O primeiro semestre de 2025 encerra para o Capital de risco italiano com um balanço mostrando sinais mistos. As operações gerais são aumentado em 21%, subindo para 153 de 129 negócios do mesmo período em 2024, mas ovalor investido caiu 9%, passando de 488 para 443 milhões de euros apenas para startups italianas, e entrando em colapso 523 milhões no total incluindo empresas estrangeiras fundadas por italianos (eram 758 milhões há um ano).
A tendência é certificada por relatório semestral do Monitor de Capital de Risco – VeM, o observatório organizado pela Universidade Liuc com a Aifi, Intesa Sanpaolo Innovation Center, KPMG, CDP Venture Capital e Iban.Itália, explicam os curadores, ainda está atrasado em comparação com os principais concorrentes europeus. O que mais pesa é aausência de grandes rodadas, que em mercados mais maduros como a Alemanha ou a França representam uma alavanca crucial para o crescimento.
Itália sem campeões nacionais
“Em nosso ecossistema ainda faltam as condições para fomentar o nascimento de verdadeiros campeões nacionais“, observa Ana Gervasoni, reitor da LIUC e diretor geral da AIFI. "Os mega negócios ainda são muito poucos, e isso limita a capacidade de escala do sistema. Precisamos trabalhar nas fases iniciais para construir um grupo de startups capaz de atrair maiores volumes de capital no futuro."
“Agora a prioridade é esclarecer as modalidades com o qual o fundos de pensão poderão investir em capital de risco", diz Gervasoni. Uma medida regulatória que, se bem calibrada, poderia injetar novo fôlego no mercado italiano, ainda muito dependente de poucas fontes de capital e de pensamento de curto prazo.
Também João Fusaro, gerente de projetos da VeM, enfatiza que "em um mercado como o italiano, que ainda não está maduro, a presença ou ausência de transações de grande porte tem um impacto decisivo". A queda nas transações de grande porte se reflete na queda da contribuição de fundos estrangeiros, que caiu para 27% do total de investimentos, em comparação com 47% em 2024.

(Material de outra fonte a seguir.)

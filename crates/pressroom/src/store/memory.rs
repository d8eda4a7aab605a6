//! In-memory document store with maintained secondary indexes.
//!
//! HashMap tables guarded by one RwLock, modeled as a stand-in for the
//! hosted reactive store: every committed write notifies table watchers so
//! live queries can re-run and redeliver their full result set. Useful as
//! the development/test backend and as the reference for store semantics.

use std::collections::{HashMap, HashSet};
use std::sync::{Arc, RwLock};

use async_trait::async_trait;
use pressroom_api::{pressroom_schema, ApiError, DocId, TableSchema};
use tokio::sync::mpsc;

use super::{Doc, DocumentStore, Order, Query, StoreEvents};

pub struct MemoryStore {
    state: Arc<RwLock<StoreState>>,
}

struct StoreState {
    tables: HashMap<String, TableState>,
    /// id -> owning table, so patch/delete need only the id
    locations: HashMap<DocId, String>,
    next_id: u64,
    watchers: Vec<TableWatcher>,
}

struct TableState {
    schema: TableSchema,
    docs: HashMap<DocId, Doc>,
    /// Insertion sequence per document; queries order by it
    seq: HashMap<DocId, u64>,
    /// index name -> encoded key -> member ids
    indexes: HashMap<&'static str, HashMap<String, Vec<DocId>>>,
}

struct TableWatcher {
    tables: HashSet<String>,
    tx: mpsc::UnboundedSender<()>,
}

impl MemoryStore {
    /// Create a store with the full pressroom schema.
    pub fn new() -> Self {
        Self::with_schema(pressroom_schema())
    }

    pub fn with_schema(schema: Vec<TableSchema>) -> Self {
        let tables = schema
            .into_iter()
            .map(|table| {
                let indexes = table
                    .indexes
                    .iter()
                    .map(|i| (i.name, HashMap::new()))
                    .collect();
                (
                    table.name.to_string(),
                    TableState {
                        schema: table,
                        docs: HashMap::new(),
                        seq: HashMap::new(),
                        indexes,
                    },
                )
            })
            .collect();

        Self {
            state: Arc::new(RwLock::new(StoreState {
                tables,
                locations: HashMap::new(),
                next_id: 0,
                watchers: Vec::new(),
            })),
        }
    }

    fn encode_key(keys: &[serde_json::Value]) -> String {
        serde_json::to_string(keys).unwrap_or_default()
    }

    fn index_key_for_doc(fields: &[&'static str], doc: &Doc) -> String {
        let keys: Vec<serde_json::Value> = fields
            .iter()
            .map(|f| doc.get(*f).cloned().unwrap_or(serde_json::Value::Null))
            .collect();
        Self::encode_key(&keys)
    }

    fn add_to_indexes(table: &mut TableState, id: &DocId, doc: &Doc) {
        for index in table.schema.indexes.clone() {
            let key = Self::index_key_for_doc(&index.fields, doc);
            table
                .indexes
                .get_mut(index.name)
                .expect("index declared in schema")
                .entry(key)
                .or_default()
                .push(id.clone());
        }
    }

    fn remove_from_indexes(table: &mut TableState, id: &DocId) {
        for buckets in table.indexes.values_mut() {
            for members in buckets.values_mut() {
                members.retain(|member| member != id);
            }
        }
    }

    /// Notify watchers of `table` and prune the ones whose receiver is gone.
    fn notify(state: &mut StoreState, table: &str) {
        state
            .watchers
            .retain(|w| !w.tables.contains(table) || w.tx.send(()).is_ok());
    }
}

impl Default for MemoryStore {
    fn default() -> Self {
        Self::new()
    }
}

#[async_trait]
impl DocumentStore for MemoryStore {
    async fn insert(&self, table_name: &str, mut doc: Doc) -> Result<DocId, ApiError> {
        let mut state = self.state.write().unwrap();
        let seq = state.next_id;
        state.next_id += 1;

        let id = DocId(format!("{table_name}:{seq}"));
        doc.insert(
            "id".to_string(),
            serde_json::Value::String(id.0.clone()),
        );

        let table = state
            .tables
            .get_mut(table_name)
            .ok_or_else(|| ApiError::internal(format!("unknown table: {table_name}")))?;

        table.seq.insert(id.clone(), seq);
        Self::add_to_indexes(table, &id, &doc);
        table.docs.insert(id.clone(), doc);
        state.locations.insert(id.clone(), table_name.to_string());

        tracing::debug!(table = table_name, id = %id, "inserted document");
        Self::notify(&mut state, table_name);
        Ok(id)
    }

    async fn patch(&self, id: &DocId, partial: Doc) -> Result<(), ApiError> {
        let mut state = self.state.write().unwrap();
        let table_name = state
            .locations
            .get(id)
            .cloned()
            .ok_or_else(|| ApiError::not_found("document", id))?;

        let table = state.tables.get_mut(&table_name).unwrap();
        let doc = table
            .docs
            .get_mut(id)
            .ok_or_else(|| ApiError::not_found("document", id))?;
        for (field, value) in partial {
            if field == "id" {
                continue;
            }
            doc.insert(field, value);
        }

        let updated = doc.clone();
        Self::remove_from_indexes(table, id);
        Self::add_to_indexes(table, id, &updated);

        Self::notify(&mut state, &table_name);
        Ok(())
    }

    async fn delete(&self, id: &DocId) -> Result<(), ApiError> {
        let mut state = self.state.write().unwrap();
        let table_name = state
            .locations
            .remove(id)
            .ok_or_else(|| ApiError::not_found("document", id))?;

        let table = state.tables.get_mut(&table_name).unwrap();
        table.docs.remove(id);
        table.seq.remove(id);
        Self::remove_from_indexes(table, id);

        tracing::debug!(table = %table_name, id = %id, "deleted document");
        Self::notify(&mut state, &table_name);
        Ok(())
    }

    async fn get(&self, id: &DocId) -> Result<Option<Doc>, ApiError> {
        let state = self.state.read().unwrap();
        let Some(table_name) = state.locations.get(id) else {
            return Ok(None);
        };
        Ok(state.tables[table_name].docs.get(id).cloned())
    }

    async fn run(&self, query: Query) -> Result<Vec<Doc>, ApiError> {
        let state = self.state.read().unwrap();
        let table = state
            .tables
            .get(&query.table)
            .ok_or_else(|| ApiError::internal(format!("unknown table: {}", query.table)))?;

        let mut ids: Vec<DocId> = match &query.index {
            Some(lookup) => {
                let index = table.schema.index(&lookup.name).ok_or_else(|| {
                    ApiError::internal(format!(
                        "unknown index {} on table {}",
                        lookup.name, query.table
                    ))
                })?;
                if index.fields.len() != lookup.keys.len() {
                    return Err(ApiError::internal(format!(
                        "index {} expects {} key(s), got {}",
                        lookup.name,
                        index.fields.len(),
                        lookup.keys.len()
                    )));
                }
                table
                    .indexes
                    .get(index.name)
                    .and_then(|buckets| buckets.get(&Self::encode_key(&lookup.keys)))
                    .cloned()
                    .unwrap_or_default()
            }
            None => table.docs.keys().cloned().collect(),
        };

        ids.sort_by_key(|id| table.seq.get(id).copied().unwrap_or(0));
        if query.order == Order::Desc {
            ids.reverse();
        }

        Ok(ids
            .iter()
            .filter_map(|id| table.docs.get(id).cloned())
            .collect())
    }
}

impl StoreEvents for MemoryStore {
    fn invalidations(&self, tables: &[&str]) -> mpsc::UnboundedReceiver<()> {
        let (tx, rx) = mpsc::unbounded_channel();
        let mut state = self.state.write().unwrap();
        state.watchers.push(TableWatcher {
            tables: tables.iter().map(|t| t.to_string()).collect(),
            tx,
        });
        rx
    }
}

#[cfg(test)]
mod tests {
    use super::*;
    use serde_json::json;

    fn doc(value: serde_json::Value) -> Doc {
        value.as_object().cloned().unwrap()
    }

    #[tokio::test]
    async fn insert_assigns_id_and_injects_it() {
        let store = MemoryStore::new();
        let id = store
            .insert("games", doc(json!({"name": "Chess", "image": "x.png", "slug": "chess"})))
            .await
            .unwrap();

        let fetched = store.get(&id).await.unwrap().unwrap();
        assert_eq!(fetched["id"], json!(id.as_str()));
        assert_eq!(fetched["name"], json!("Chess"));
    }

    #[tokio::test]
    async fn indexed_query_matches_only_exact_keys() {
        let store = MemoryStore::new();
        store
            .insert("categories", doc(json!({"name": "A", "slug": "a", "createdAt": 1, "updatedAt": 1})))
            .await
            .unwrap();
        let b = store
            .insert("categories", doc(json!({"name": "B", "slug": "b", "createdAt": 2, "updatedAt": 2})))
            .await
            .unwrap();

        let hit = store
            .first(Query::table("categories").with_index("by_slug", vec![json!("b")]))
            .await
            .unwrap()
            .unwrap();
        assert_eq!(hit["id"], json!(b.as_str()));

        let miss = store
            .first(Query::table("categories").with_index("by_slug", vec![json!("c")]))
            .await
            .unwrap();
        assert!(miss.is_none());
    }

    #[tokio::test]
    async fn patch_reindexes_and_preserves_untouched_fields() {
        let store = MemoryStore::new();
        let id = store
            .insert("categories", doc(json!({"name": "A", "slug": "a", "createdAt": 1, "updatedAt": 1})))
            .await
            .unwrap();

        store
            .patch(&id, doc(json!({"slug": "a2"})))
            .await
            .unwrap();

        let updated = store.get(&id).await.unwrap().unwrap();
        assert_eq!(updated["name"], json!("A"));
        assert_eq!(updated["slug"], json!("a2"));

        assert!(store
            .first(Query::table("categories").with_index("by_slug", vec![json!("a")]))
            .await
            .unwrap()
            .is_none());
        assert!(store
            .first(Query::table("categories").with_index("by_slug", vec![json!("a2")]))
            .await
            .unwrap()
            .is_some());
    }

    #[tokio::test]
    async fn patch_of_missing_id_is_not_found() {
        let store = MemoryStore::new();
        let err = store
            .patch(&DocId::from("news:999"), Doc::new())
            .await
            .unwrap_err();
        assert!(matches!(err, ApiError::NotFound { .. }));
    }

    #[tokio::test]
    async fn unindexed_query_returns_insertion_order_desc_when_asked() {
        let store = MemoryStore::new();
        let first = store
            .insert("games", doc(json!({"name": "1", "image": "i", "slug": "g1"})))
            .await
            .unwrap();
        let second = store
            .insert("games", doc(json!({"name": "2", "image": "i", "slug": "g2"})))
            .await
            .unwrap();

        let rows = store.run(Query::table("games").order(Order::Desc)).await.unwrap();
        assert_eq!(rows[0]["id"], json!(second.as_str()));
        assert_eq!(rows[1]["id"], json!(first.as_str()));
    }

    #[tokio::test]
    async fn writes_notify_watchers_of_the_touched_table_only() {
        let store = MemoryStore::new();
        let mut news_rx = store.invalidations(&["news"]);
        let mut games_rx = store.invalidations(&["games"]);

        store
            .insert("games", doc(json!({"name": "G", "image": "i", "slug": "g"})))
            .await
            .unwrap();

        assert!(games_rx.try_recv().is_ok());
        assert!(news_rx.try_recv().is_err());
    }
}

Mais rodadas, mas ingressos menores
O fato positivo é queaumento do número de operações, que passou de 129 para 153, com 107 novos investimentos (eram 97 em 2024). rodadas gerais Foram 142, ante 117 no ano anterior. No entanto, o valor médio por negócio diminuiu, também devido à cautela dos investidores. Conforme explicado Lucas Pagetti, responsável pelo Financiamento do Crescimento de Startups no Centro de Inovação Intesa Sanpaolo, “a fase seed e preseed continua particularmente penalizada, enquanto o capital se concentra em entidades já estruturadas”.
La contração A situação é ainda mais pronunciada para startups estrangeiras fundadas por italianos, cujo financiamento cai de € 270 milhões para apenas € 80 milhões, distribuídos em 11 rodadas. Os investidores-anjo, por sua vez, investiram € 22,5 milhões, em linha com o ano passado. O ciclo de financiamento inicial como um todo arrecadou € 465 milhões em 156 rodadas (€ 511 milhões de 133 em 2024).
Tecnologia e IA impulsionam investimentos
A nível sectorial, aTIC continua a dominar o cenário de capital de risco italiano, representando 39% das transações. Dentro disto, 73% dos investimentos envolveram empresa iniciante, os restantes 27% são serviços digitais para os consumidores. Forte crescimento também eminteligência artificial, especialmente em áreas verticais, como defesa e espaço.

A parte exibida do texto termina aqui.